WHAT YOU NEED TO DO:
With no word left out, write out the entire listing.

RECORDS TO PROCESS:
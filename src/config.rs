//! TOML configuration.
//!
//! Only `[db]` is required; every other section falls back to defaults.
//! The sections map onto the core parameter structs through the `to_*`
//! helpers so that `copycat-core` never sees TOML types.

use anyhow::{Context, Result};
use serde::Deserialize;
use std::path::{Path, PathBuf};

use copycat_core::{DetectionParams, ExtractionLimits, ModelParams};

#[derive(Debug, Deserialize, Clone)]
pub struct Config {
    pub db: DbConfig,
    #[serde(default)]
    pub detection: DetectionConfig,
    #[serde(default)]
    pub model: ModelConfig,
    #[serde(default)]
    pub extraction: ExtractionConfig,
    #[serde(default)]
    pub ocr: OcrConfig,
}

#[derive(Debug, Deserialize, Clone)]
pub struct DbConfig {
    pub path: PathBuf,
}

#[derive(Debug, Deserialize, Clone)]
pub struct DetectionConfig {
    #[serde(default = "default_rejection_threshold")]
    pub rejection_threshold: f64,
    #[serde(default = "default_min_text_length")]
    pub min_text_length: usize,
    #[serde(default = "default_noise_floor")]
    pub noise_floor: f64,
    #[serde(default = "default_true")]
    pub exclude_same_author: bool,
}

impl Default for DetectionConfig {
    fn default() -> Self {
        Self {
            rejection_threshold: default_rejection_threshold(),
            min_text_length: default_min_text_length(),
            noise_floor: default_noise_floor(),
            exclude_same_author: true,
        }
    }
}

fn default_rejection_threshold() -> f64 {
    0.3
}
fn default_min_text_length() -> usize {
    10
}
fn default_noise_floor() -> f64 {
    0.05
}
fn default_true() -> bool {
    true
}

#[derive(Debug, Deserialize, Clone)]
pub struct ModelConfig {
    #[serde(default = "default_max_features")]
    pub max_features: usize,
    #[serde(default = "default_rebuild_every")]
    pub rebuild_every: usize,
}

impl Default for ModelConfig {
    fn default() -> Self {
        Self {
            max_features: default_max_features(),
            rebuild_every: default_rebuild_every(),
        }
    }
}

fn default_max_features() -> usize {
    5000
}
fn default_rebuild_every() -> usize {
    1
}

#[derive(Debug, Deserialize, Clone)]
pub struct ExtractionConfig {
    #[serde(default = "default_max_input_bytes")]
    pub max_input_bytes: usize,
    #[serde(default = "default_max_pdf_pages")]
    pub max_pdf_pages: usize,
    #[serde(default = "default_max_image_pixels")]
    pub max_image_pixels: u64,
}

impl Default for ExtractionConfig {
    fn default() -> Self {
        Self {
            max_input_bytes: default_max_input_bytes(),
            max_pdf_pages: default_max_pdf_pages(),
            max_image_pixels: default_max_image_pixels(),
        }
    }
}

fn default_max_input_bytes() -> usize {
    50 * 1024 * 1024
}
fn default_max_pdf_pages() -> usize {
    500
}
fn default_max_image_pixels() -> u64 {
    40_000_000
}

#[derive(Debug, Deserialize, Clone)]
pub struct OcrConfig {
    #[serde(default = "default_true")]
    pub enabled: bool,
    #[serde(default = "default_ocr_command")]
    pub command: String,
    #[serde(default = "default_ocr_language")]
    pub language: String,
    #[serde(default = "default_ocr_timeout_secs")]
    pub timeout_secs: u64,
}

impl Default for OcrConfig {
    fn default() -> Self {
        Self {
            enabled: true,
            command: default_ocr_command(),
            language: default_ocr_language(),
            timeout_secs: default_ocr_timeout_secs(),
        }
    }
}

fn default_ocr_command() -> String {
    "tesseract".to_string()
}
fn default_ocr_language() -> String {
    "eng".to_string()
}
fn default_ocr_timeout_secs() -> u64 {
    60
}

impl Config {
    pub fn detection_params(&self) -> DetectionParams {
        DetectionParams {
            rejection_threshold: self.detection.rejection_threshold,
            min_text_length: self.detection.min_text_length,
            noise_floor: self.detection.noise_floor,
            exclude_same_author: self.detection.exclude_same_author,
        }
    }

    pub fn model_params(&self) -> ModelParams {
        ModelParams {
            max_features: self.model.max_features,
            rebuild_every: self.model.rebuild_every,
        }
    }

    pub fn extraction_limits(&self) -> ExtractionLimits {
        ExtractionLimits {
            max_input_bytes: self.extraction.max_input_bytes,
            max_pdf_pages: self.extraction.max_pdf_pages,
            max_image_pixels: self.extraction.max_image_pixels,
        }
    }
}

pub fn load_config(path: &Path) -> Result<Config> {
    let content = std::fs::read_to_string(path)
        .with_context(|| format!("Failed to read config file: {}", path.display()))?;

    let config: Config = toml::from_str(&content).with_context(|| "Failed to parse config file")?;
    validate(&config)?;
    Ok(config)
}

fn validate(config: &Config) -> Result<()> {
    if !(0.0..=1.0).contains(&config.detection.rejection_threshold) {
        anyhow::bail!("detection.rejection_threshold must be in [0.0, 1.0]");
    }

    if !(0.0..1.0).contains(&config.detection.noise_floor) {
        anyhow::bail!("detection.noise_floor must be in [0.0, 1.0)");
    }

    if config.model.max_features == 0 {
        anyhow::bail!("model.max_features must be > 0");
    }

    if config.model.rebuild_every == 0 {
        anyhow::bail!("model.rebuild_every must be > 0");
    }

    if config.extraction.max_input_bytes == 0 {
        anyhow::bail!("extraction.max_input_bytes must be > 0");
    }

    if config.ocr.enabled && config.ocr.timeout_secs == 0 {
        anyhow::bail!("ocr.timeout_secs must be > 0 when OCR is enabled");
    }

    Ok(())
}

#[cfg(test)]
mod tests {
    use super::*;

    fn parse(toml_str: &str) -> Result<Config> {
        let config: Config = toml::from_str(toml_str)?;
        validate(&config)?;
        Ok(config)
    }

    #[test]
    fn test_minimal_config_uses_defaults() {
        let cfg = parse("[db]\npath = \"./data/copycat.sqlite\"\n").unwrap();
        assert_eq!(cfg.detection.rejection_threshold, 0.3);
        assert_eq!(cfg.detection.min_text_length, 10);
        assert!(cfg.detection.exclude_same_author);
        assert_eq!(cfg.model.max_features, 5000);
        assert_eq!(cfg.model.rebuild_every, 1);
        assert_eq!(cfg.extraction.max_pdf_pages, 500);
        assert_eq!(cfg.ocr.command, "tesseract");
        assert_eq!(cfg.detection_params(), DetectionParams::default());
        assert_eq!(cfg.model_params(), ModelParams::default());
        assert_eq!(cfg.extraction_limits(), ExtractionLimits::default());
    }

    #[test]
    fn test_overrides() {
        let cfg = parse(
            r#"
[db]
path = "x.sqlite"

[detection]
rejection_threshold = 0.4
exclude_same_author = false

[model]
rebuild_every = 10

[ocr]
enabled = false
"#,
        )
        .unwrap();
        assert_eq!(cfg.detection.rejection_threshold, 0.4);
        assert!(!cfg.detection.exclude_same_author);
        assert_eq!(cfg.model.rebuild_every, 10);
        assert!(!cfg.ocr.enabled);
    }

    #[test]
    fn test_rejects_bad_threshold() {
        let err = parse("[db]\npath = \"x\"\n[detection]\nrejection_threshold = 1.5\n")
            .unwrap_err();
        assert!(err.to_string().contains("rejection_threshold"));
    }

    #[test]
    fn test_rejects_zero_rebuild_every() {
        assert!(parse("[db]\npath = \"x\"\n[model]\nrebuild_every = 0\n").is_err());
    }

    #[test]
    fn test_missing_db_section() {
        assert!(parse("[detection]\nrejection_threshold = 0.3\n").is_err());
    }
}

OUTPUT BELOW:
filename src/config.rs
//! TOML configuration.
//!
//! Only `[db]` is required; every other section falls back to defaults.
//! The sections map onto the core parameter structs through the `to_*`
//! helpers so that `copycat-core` never sees TOML types.

use anyhow::{Context, Result};
use serde::Deserialize;
use std::path::{Path, PathBuf};

use copycat_core::{DetectionParams, ExtractionLimits, ModelParams};

#[derive(Debug, Deserialize, Clone)]
pub struct Config {
    pub db: DbConfig,
    #[serde(default)]
    pub detection: DetectionConfig,
    #[serde(default)]
    pub model: ModelConfig,
    #[serde(default)]
    pub extraction: ExtractionConfig,
    #[serde(default)]
    pub ocr: OcrConfig,
}

#[derive(Debug, Deserialize, Clone)]
pub struct DbConfig {
    pub path: PathBuf,
}

#[derive(Debug, Deserialize, Clone)]
pub struct DetectionConfig {
    #[serde(default = "default_rejection_threshold")]
    pub rejection_threshold: f64,
    #[serde(default = "default_min_text_length")]
    pub min_text_length: usize,
    #[serde(default = "default_noise_floor")]
    pub noise_floor: f64,
    #[serde(default = "default_true")]
    pub exclude_same_author: bool,
}

impl Default for DetectionConfig {
    fn default() -> Self {
        Self {
            rejection_threshold: default_rejection_threshold(),
            min_text_length: default_min_text_length(),
            noise_floor: default_noise_floor(),
            exclude_same_author: true,
        }
    }
}

fn default_rejection_threshold() -> f64 {
    0.3
}
fn default_min_text_length() -> usize {
    10
}
fn default_noise_floor() -> f64 {
    0.05
}
fn default_true() -> bool {
    true
}

#[derive(Debug, Deserialize, Clone)]
pub struct ModelConfig {
    #[serde(default = "default_max_features")]
    pub max_features: usize,
    #[serde(default = "default_rebuild_every")]
    pub rebuild_every: usize,
}

impl Default for ModelConfig {
    fn default() -> Self {
        Self {
            max_features: default_max_features(),
            rebuild_every: default_rebuild_every(),
        }
    }
}

fn default_max_features() -> usize {
    5000
}
fn default_rebuild_every() -> usize {
    1
}

#[derive(Debug, Deserialize, Clone)]
pub struct ExtractionConfig {
    #[serde(default = "default_max_input_bytes")]
    pub max_input_bytes: usize,
    #[serde(default = "default_max_pdf_pages")]
    pub max_pdf_pages: usize,
    #[serde(default = "default_max_image_pixels")]
    pub max_image_pixels: u64,
}

impl Default for ExtractionConfig {
    fn default() -> Self {
        Self {
            max_input_bytes: default_max_input_bytes(),
            max_pdf_pages: default_max_pdf_pages(),
            max_image_pixels: default_max_image_pixels(),
        }
    }
}

fn default_max_input_bytes() -> usize {
    50 * 1024 * 1024
}
fn default_max_pdf_pages() -> usize {
    500
}
fn default_max_image_pixels() -> u64 {
    40_000_000
}

#[derive(Debug, Deserialize, Clone)]
pub struct OcrConfig {
    #[serde(default = "default_true")]
    pub enabled: bool,
    #[serde(default = "default_ocr_command")]
    pub command: String,
    #[serde(default = "default_ocr_language")]
    pub language: String,
    #[serde(default = "default_ocr_timeout_secs")]
    pub timeout_secs: u64,
}

impl Default for OcrConfig {
    fn default() -> Self {
        Self {
            enabled: true,
            command: default_ocr_command(),
            language: default_ocr_language(),
            timeout_secs: default_ocr_timeout_secs(),
        }
    }
}

fn default_ocr_command() -> String {
    "tesseract".to_string()
}
fn default_ocr_language() -> String {
    "eng".to_string()
}
fn default_ocr_timeout_secs() -> u64 {
    60
}

impl Config {
    pub fn detection_params(&self) -> DetectionParams {
        DetectionParams {
            rejection_threshold: self.detection.rejection_threshold,
            min_text_length: self.detection.min_text_length,
            noise_floor: self.detection.noise_floor,
            exclude_same_author: self.detection.exclude_same_author,
        }
    }

    pub fn model_params(&self) -> ModelParams {
        ModelParams {
            max_features: self.model.max_features,
            rebuild_every: self.model.rebuild_every,
        }
    }

    pub fn extraction_limits(&self) -> ExtractionLimits {
        ExtractionLimits {
            max_input_bytes: self.extraction.max_input_bytes,
            max_pdf_pages: self.extraction.max_pdf_pages,
            max_image_pixels: self.extraction.max_image_pixels,
        }
    }
}

pub fn load_config(path: &Path) -> Result<Config> {
    let content = std::fs::read_to_string(path)
        .with_context(|| format!("Failed to read config file: {}", path.display()))?;

    let config: Config = toml::from_str(&content).with_context(|| "Failed to parse config file")?;
    validate(&config)?;
    Ok(config)
}

fn validate(config: &Config) -> Result<()> {
    if !(0.0..=1.0).contains(&config.detection.rejection_threshold) {
        anyhow::bail!("detection.rejection_threshold must be in [0.0, 1.0]");
    }

    if !(0.0..1.0).contains(&config.detection.noise_floor) {
        anyhow::bail!("detection.noise_floor must be in [0.0, 1.0)");
    }

    if config.model.max_features == 0 {
        anyhow::bail!("model.max_features must be > 0");
    }

    if config.model.rebuild_every == 0 {
        anyhow::bail!("model.rebuild_every must be > 0");
    }

    if config.extraction.max_input_bytes == 0 {
        anyhow::bail!("extraction.max_input_bytes must be > 0");
    }

    if config.ocr.enabled && config.ocr.timeout_secs == 0 {
        anyhow::bail!("ocr.timeout_secs must be > 0 when OCR is enabled");
    }

    Ok(())
}

#[cfg(test)]
mod tests {
    use super::*;

    fn parse(toml_str: &str) -> Result<Config> {
        let config: Config = toml::from_str(toml_str)?;
        validate(&config)?;
        Ok(config)
    }

    #[test]
    fn test_minimal_config_uses_defaults() {
        let cfg = parse("[db]\npath = \"./data/copycat.sqlite\"\n").unwrap();
        assert_eq!(cfg.detection.rejection_threshold, 0.3);
        assert_eq!(cfg.detection.min_text_length, 10);
        assert!(cfg.detection.exclude_same_author);
        assert_eq!(cfg.model.max_features, 5000);
        assert_eq!(cfg.model.rebuild_every, 1);
        assert_eq!(cfg.extraction.max_pdf_pages, 500);
        assert_eq!(cfg.ocr.command, "tesseract");
        assert_eq!(cfg.detection_params(), DetectionParams::default());
        assert_eq!(cfg.model_params(), ModelParams::default());
        assert_eq!(cfg.extraction_limits(), ExtractionLimits::default());
    }

    #[test]
    fn test_overrides() {
        let cfg = parse(
            r#"
[db]
path = "x.sqlite"

[detection]
rejection_threshold = 0.4
exclude_same_author = false

[model]
rebuild_every = 10

[ocr]
enabled = false
"#,
        )
        .unwrap();
        assert_eq!(cfg.detection.rejection_threshold, 0.4);
        assert!(!cfg.detection.exclude_same_author);
        assert_eq!(cfg.model.rebuild_every, 10);
        assert!(!cfg.ocr.enabled);
    }

    #[test]
    fn test_rejects_bad_threshold() {
        let err = parse("[db]\npath = \"x\"\n[detection]\nrejection_threshold = 1.5\n")
            .unwrap_err();
        assert!(err.to_string().contains("rejection_threshold"));
    }

    #[test]
    fn test_rejects_zero_rebuild_every() {
        assert!(parse("[db]\npath = \"x\"\n[model]\nrebuild_every = 0\n").is_err());
    }

    #[test]
    fn test_missing_db_section() {
        assert!(parse("[detection]\nrejection_threshold = 0.3\n").is_err());
    }
}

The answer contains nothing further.